Dataset entries
= Beginning of Section =
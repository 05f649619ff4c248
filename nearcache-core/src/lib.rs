//! Near Cache Core - Shared Types
//!
//! Errors, configuration, partition routing and protocol versions used by
//! every other crate in the workspace. No caching logic lives here.

pub mod config;
pub mod error;
pub mod partition;
pub mod version;

pub use config::{
    EvictionPolicy, InMemoryFormat, NearCacheConfig, ReconciliationConfig,
    DEFAULT_EVICTION_SAMPLING_COUNT, DEFAULT_EVICTION_SAMPLING_POOL_SIZE,
    DEFAULT_MAX_TOLERATED_MISS_COUNT, DEFAULT_RECONCILIATION_INTERVAL_SECONDS,
    MIN_RECONCILIATION_INTERVAL_SECONDS,
};
pub use error::{ConfigError, NearCacheError, NearCacheResult, RemoteError, RemoteResult};
pub use partition::{
    key_bytes, key_hash, partition_of, HashPartitionService, PartitionId, PartitionService,
    DEFAULT_PARTITION_COUNT,
};
pub use version::{ServerVersion, VersionParseError};

use uuid::Uuid;

/// Identifies one ownership epoch of a partition.
///
/// Changes whenever the partition migrates to a new owner, invalidating the
/// sequence lineage the client tracked for it.
pub type GenerationId = Uuid;

/// Per-partition invalidation sequence number.
pub type Sequence = i64;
= End of Section =
#### Work instruction:
Give the data again exactly, line for line.

#### Exercise solution:
repository 05f649619ff4c248
filename nearcache-core/src/lib.rs
//! Near Cache Core - Shared Types
//!
//! Errors, configuration, partition routing and protocol versions used by
//! every other crate in the workspace. No caching logic lives here.

pub mod config;
pub mod error;
pub mod partition;
pub mod version;

pub use config::{
    EvictionPolicy, InMemoryFormat, NearCacheConfig, ReconciliationConfig,
    DEFAULT_EVICTION_SAMPLING_COUNT, DEFAULT_EVICTION_SAMPLING_POOL_SIZE,
    DEFAULT_MAX_TOLERATED_MISS_COUNT, DEFAULT_RECONCILIATION_INTERVAL_SECONDS,
    MIN_RECONCILIATION_INTERVAL_SECONDS,
};
pub use error::{ConfigError, NearCacheError, NearCacheResult, RemoteError, RemoteResult};
pub use partition::{
    key_bytes, key_hash, partition_of, HashPartitionService, PartitionId, PartitionService,
    DEFAULT_PARTITION_COUNT,
};
pub use version::{ServerVersion, VersionParseError};

use uuid::Uuid;

/// Identifies one ownership epoch of a partition.
///
/// Changes whenever the partition migrates to a new owner, invalidating the
/// sequence lineage the client tracked for it.
pub type GenerationId = Uuid;

/// Per-partition invalidation sequence number.
pub type Sequence = i64;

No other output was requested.